Collected data entries
[Start of section]
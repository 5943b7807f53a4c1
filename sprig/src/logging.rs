//! Logging setup and HTTP request logging.

use std::time::Instant;

use axum::{extract::Request, http::HeaderValue, middleware::Next, response::Response};
use tracing_subscriber::{layer::SubscriberExt, util::SubscriberInitExt, EnvFilter};
use uuid::Uuid;

/// Target used by the `debug` and `error` keywords.
pub const APP_TARGET: &str = "sprig::app";

/// Install the global subscriber. `RUST_LOG` wins over `level`.
///
/// Returns an error if a global subscriber is already set.
pub fn init(level: &str) -> Result<(), tracing_subscriber::util::TryInitError> {
    tracing_subscriber::registry()
        .with(EnvFilter::try_from_default_env().unwrap_or_else(|_| EnvFilter::new(level)))
        .with(tracing_subscriber::fmt::layer())
        .try_init()
}

/// Header carrying the request id between client, logs and handlers.
pub const REQUEST_ID_HEADER: &str = "x-request-id";

/// Middleware that tags each request with an id and logs it at INFO level.
///
/// A client-supplied `x-request-id` is kept when it is a UUID; otherwise a
/// fresh one is generated. The id is visible to handlers through
/// `Context::id` and echoed on the response.
pub async fn request_logger(mut request: Request, next: Next) -> Response {
    let start = Instant::now();
    let request_id = request
        .headers()
        .get(REQUEST_ID_HEADER)
        .and_then(|v| v.to_str().ok())
        .and_then(|v| Uuid::parse_str(v).ok())
        .unwrap_or_else(Uuid::new_v4);
    let header_value = HeaderValue::from_str(&request_id.to_string()).ok();
    if let Some(value) = &header_value {
        request.headers_mut().insert(REQUEST_ID_HEADER, value.clone());
    }

    let method = request.method().clone();
    let path = request.uri().path().to_string();

    let mut response = next.run(request).await;
    if let Some(value) = header_value {
        response.headers_mut().insert(REQUEST_ID_HEADER, value);
    }

    let status = response.status();
    let duration_ms = start.elapsed().as_millis();
    if status.is_server_error() {
        tracing::warn!(
            %request_id,
            %method,
            %path,
            status = status.as_u16(),
            duration_ms = %duration_ms,
            "HTTP request failed"
        );
    } else {
        tracing::info!(
            %request_id,
            %method,
            %path,
            status = status.as_u16(),
            duration_ms = %duration_ms,
            "HTTP request"
        );
    }

    response
}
[End of section]
• [WORK ORDER]: Go through the data and show every line where "clone" occurs.

• [OUTPUT OF THE TASK]:
        request.headers_mut().insert(REQUEST_ID_HEADER, value.clone());
    let method = request.method().clone();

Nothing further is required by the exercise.